I began collecting The Oxford American’s annual music issues in 1999, with their third one. I was amazed at the quality, both of the writing, and of the music presented. To read more about this annual tradition in my house, go here. For now , it suffices to say that this search yielded up a fine crop of train songs.
The 1999 sampler included three train songs:
Billy Joe Shaver: Georgia on a Fast Train
Billy Joe Shaver occupies that second tier of Texas country artists, just below Willie, Waylon, and that crowd. The drop in quality from the first tier to the second is barely noticeable.
June Carter Cash: The L&M Don‘t Stop Here Anymore
June Carter Cash was a member of the first family of country music, the Carters. She also married Johnnie Cash. Royalty all around. The L&M Don’t Stop Here Anymore was one of her signature tunes.
Terri Binion: Locomotive
Terri Binion was one of the discoveries included in the 1999 sampler. At the time, I had no internet, and I could not find out anything about her. Now, I can tell you that she is a folk artist based in southern Florida. Since this song appeared, she has only released one other album, in 2007.

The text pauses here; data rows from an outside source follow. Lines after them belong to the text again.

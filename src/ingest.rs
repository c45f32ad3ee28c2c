//! Ingestion pipeline orchestration.
//!
//! Coordinates the upload flow: extraction → normalization →
//! categorization → catalog upsert. The CPU-bound half ([`prepare`]) is
//! synchronous so the server can run it on a blocking thread; the write
//! half ([`commit`]) is a single all-or-nothing batch.

use std::collections::HashMap;
use std::path::Path;

use anyhow::{bail, Context, Result};
use chrono::{DateTime, Utc};
use serde::Serialize;
use sha2::{Digest, Sha256};
use tracing::{info, warn};

use crate::category::categorize;
use crate::config::{Config, StoreBackend};
use crate::error::IngestError;
use crate::extract::{content_type_for_path, extract, ExtractOptions};
use crate::models::{NormalizedKey, PriceRecord};
use crate::normalize::normalize;
use crate::store::{self, CatalogStore};

/// Summary of one ingested document.
#[derive(Debug, Clone, Serialize, PartialEq, Eq)]
pub struct IngestReport {
    pub supermarket: String,
    /// SHA-256 of the uploaded bytes.
    pub fingerprint: String,
    pub lines_total: usize,
    /// Entries that made it into the catalog batch.
    pub accepted: usize,
    pub skipped: usize,
    pub duplicates: usize,
    /// Distinct catalog keys written.
    pub records: usize,
}

/// An extracted document ready to be written.
#[derive(Debug, Clone)]
pub struct Prepared {
    pub records: Vec<PriceRecord>,
    pub report: IngestReport,
}

/// Extracts, normalizes, and categorizes a document without touching the catalog.
///
/// Entries whose name normalizes to the empty key can never be matched and
/// are counted as skipped. When several entries share a key, the later one
/// wins, as it would in the catalog.
pub fn prepare(
    document: &[u8],
    content_type: &str,
    supermarket: &str,
    opts: &ExtractOptions,
    observed_at: DateTime<Utc>,
) -> Result<Prepared, IngestError> {
    let supermarket = supermarket.trim();
    if supermarket.is_empty() {
        return Err(IngestError::MissingSupermarket);
    }

    let extraction = extract(document, content_type, supermarket, opts)?;

    let mut unkeyed = 0;
    let mut by_key: HashMap<NormalizedKey, usize> = HashMap::new();
    let mut records: Vec<PriceRecord> = Vec::with_capacity(extraction.entries.len());
    for entry in &extraction.entries {
        let key = normalize(&entry.name, None);
        if key.is_empty() {
            unkeyed += 1;
            continue;
        }
        let record = PriceRecord {
            supermarket: supermarket.to_string(),
            category: categorize(&key).to_string(),
            normalized_key: key.clone(),
            display_name: entry.name.clone(),
            price: entry.price,
            promotion: entry.promotion,
            observed_at,
        };
        match by_key.get(&key) {
            Some(&idx) => records[idx] = record,
            None => {
                by_key.insert(key, records.len());
                records.push(record);
            }
        }
    }

    let mut hasher = Sha256::new();
    hasher.update(document);
    let fingerprint = format!("{:x}", hasher.finalize());

    let report = IngestReport {
        supermarket: supermarket.to_string(),
        fingerprint,
        lines_total: extraction.lines_total,
        accepted: extraction.accepted() - unkeyed,
        skipped: extraction.skipped + unkeyed,
        duplicates: extraction.duplicates,
        records: records.len(),
    };
    Ok(Prepared { records, report })
}

/// Writes a prepared document to the catalog in one batch.
pub async fn commit(store: &dyn CatalogStore, prepared: Prepared) -> Result<IngestReport> {
    store
        .upsert_batch(&prepared.records)
        .await
        .with_context(|| {
            format!(
                "Failed to write {} catalog records for '{}'",
                prepared.records.len(),
                prepared.report.supermarket
            )
        })?;

    let r = &prepared.report;
    info!(
        supermarket = %r.supermarket,
        accepted = r.accepted,
        skipped = r.skipped,
        duplicates = r.duplicates,
        records = r.records,
        "ingested document"
    );
    Ok(prepared.report)
}

/// Extracts a document and merges it into the catalog.
pub async fn ingest_document(
    store: &dyn CatalogStore,
    document: &[u8],
    content_type: &str,
    supermarket: &str,
    opts: &ExtractOptions,
) -> Result<IngestReport, IngestError> {
    let prepared = prepare(document, content_type, supermarket, opts, Utc::now())?;
    Ok(commit(store, prepared).await?)
}

/// `prh ingest`: reads a file and ingests it for `supermarket`.
pub async fn run_ingest(
    config: &Config,
    path: &Path,
    supermarket: &str,
    content_type: Option<&str>,
) -> Result<()> {
    let content_type = match content_type {
        Some(ct) => ct,
        None => match content_type_for_path(path) {
            Some(ct) => ct,
            None => bail!(
                "Cannot infer content type of {}. Pass --content-type (text/plain, text/csv, application/pdf, or xlsx).",
                path.display()
            ),
        },
    };

    if config.store.backend == StoreBackend::Memory {
        warn!("store.backend is 'memory': ingested records are discarded when the command exits");
    }

    let bytes =
        std::fs::read(path).with_context(|| format!("Failed to read {}", path.display()))?;
    let store = store::open(config).await?;
    let report = ingest_document(
        store.as_ref(),
        &bytes,
        content_type,
        supermarket,
        &config.extraction.options(),
    )
    .await
    .with_context(|| format!("Failed to ingest {}", path.display()))?;

    println!("ingest {} ({})", report.supermarket, path.display());
    println!("  content type: {}", content_type);
    println!("  fingerprint: {}", report.fingerprint);
    println!("  lines: {}", report.lines_total);
    println!("  accepted: {}", report.accepted);
    println!("  skipped: {}", report.skipped);
    println!("  duplicates: {}", report.duplicates);
    println!("  records written: {}", report.records);
    println!("ok");
    Ok(())
}

#[cfg(test)]
mod tests {
    use super::*;
    use crate::error::ExtractionError;
    use crate::extract::MIME_TEXT;
    use crate::store::InMemoryStore;

    #[tokio::test]
    async fn ingests_and_categorizes() {
        let store = InMemoryStore::new();
        let doc = "Arroz Tipo 1 5kg R$ 24,90\nLeite Integral 1L oferta 4,99\nPágina 1";
        let report = ingest_document(&store, doc.as_bytes(), MIME_TEXT, " bompreco ", &ExtractOptions::default())
            .await
            .unwrap();

        assert_eq!(report.supermarket, "bompreco");
        assert_eq!(report.lines_total, 3);
        assert_eq!(report.accepted, 2);
        assert_eq!(report.skipped, 1);
        assert_eq!(report.records, 2);
        assert_eq!(report.fingerprint.len(), 64);

        let products = store.products("bompreco").await.unwrap();
        assert_eq!(products.len(), 2);
        let milk = products
            .iter()
            .find(|r| r.normalized_key.as_str() == "leite integral")
            .unwrap();
        assert!(milk.promotion);
        assert_eq!(milk.category, "laticinios");
        assert_eq!(milk.price, 499);
    }

    #[tokio::test]
    async fn later_entry_for_same_key_wins() {
        let store = InMemoryStore::new();
        let doc = "Arroz 5kg 24,90\nArroz 1kg 5,99";
        let report = ingest_document(&store, doc.as_bytes(), MIME_TEXT, "acme", &ExtractOptions::default())
            .await
            .unwrap();
        assert_eq!(report.accepted, 2);
        assert_eq!(report.records, 1);
        let products = store.products("acme").await.unwrap();
        assert_eq!(products[0].price, 599);
    }

    #[tokio::test]
    async fn extraction_failure_leaves_catalog_untouched() {
        let store = InMemoryStore::new();
        let err = ingest_document(&store, b"not a valid pdf", "application/pdf", "acme", &ExtractOptions::default())
            .await
            .unwrap_err();
        assert!(matches!(err, IngestError::Extraction(ExtractionError::Pdf(_))));
        assert!(store.supermarkets().await.unwrap().is_empty());
    }

    #[test]
    fn blank_supermarket_is_rejected() {
        let err = prepare(b"Arroz 5,00", MIME_TEXT, "  ", &ExtractOptions::default(), Utc::now())
            .unwrap_err();
        assert!(matches!(err, IngestError::MissingSupermarket));
    }
}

The next year’s sampler yielded up two more gems.
Doc and Merle Watson: The Train That Carried My Girl From Town
Doc Watson is the finest artist in southern folk music. He created the annual Merlefest in honor of his son and musical partner, who died too young.
The Derailers: Can‘t Stop a Train
How could we possibly get through a week of train songs without hearing from a group called the Derailers? They have been championing alt-country, or Americana, or whatever you call it, for ten years now, and the show no sign of letting up.
There are an almost infinite number of train songs out there, but there were no more in the Oxford American until 2007. And there were none this year. But 2007 yielded two more, both worthy of inclusion here.
Hackensaw Boys: Look Out Dog, Slow Down Train
Hackensaw Boys are an acoustic alt-country sort of big band. Confused? They are equally adept at playing bluegrass, or backing alt-country artists who plug in. They have had line-up shifts, but generally include eight or nine musicians. But the best way to get a handle on their music is to listen.
Reverend Charlie Jackson: Morning Train
In the South, prior to World War II, a young black musician had the choice of playing blues or gospel. Many of the old-time blues players talk about how their parents would beat them if they were caught playing the blues, “the Devil’s music”. Some of these young men turned to gospel music instead. Reverend Charlie Jackson was one of these. The structure of the tunes, the vocal style, even the meter of the lyric, all are similar to prewar blues. The big difference is the words.
Jackson’s music earned him praise with folk and blues audiences, and also with jazz fans.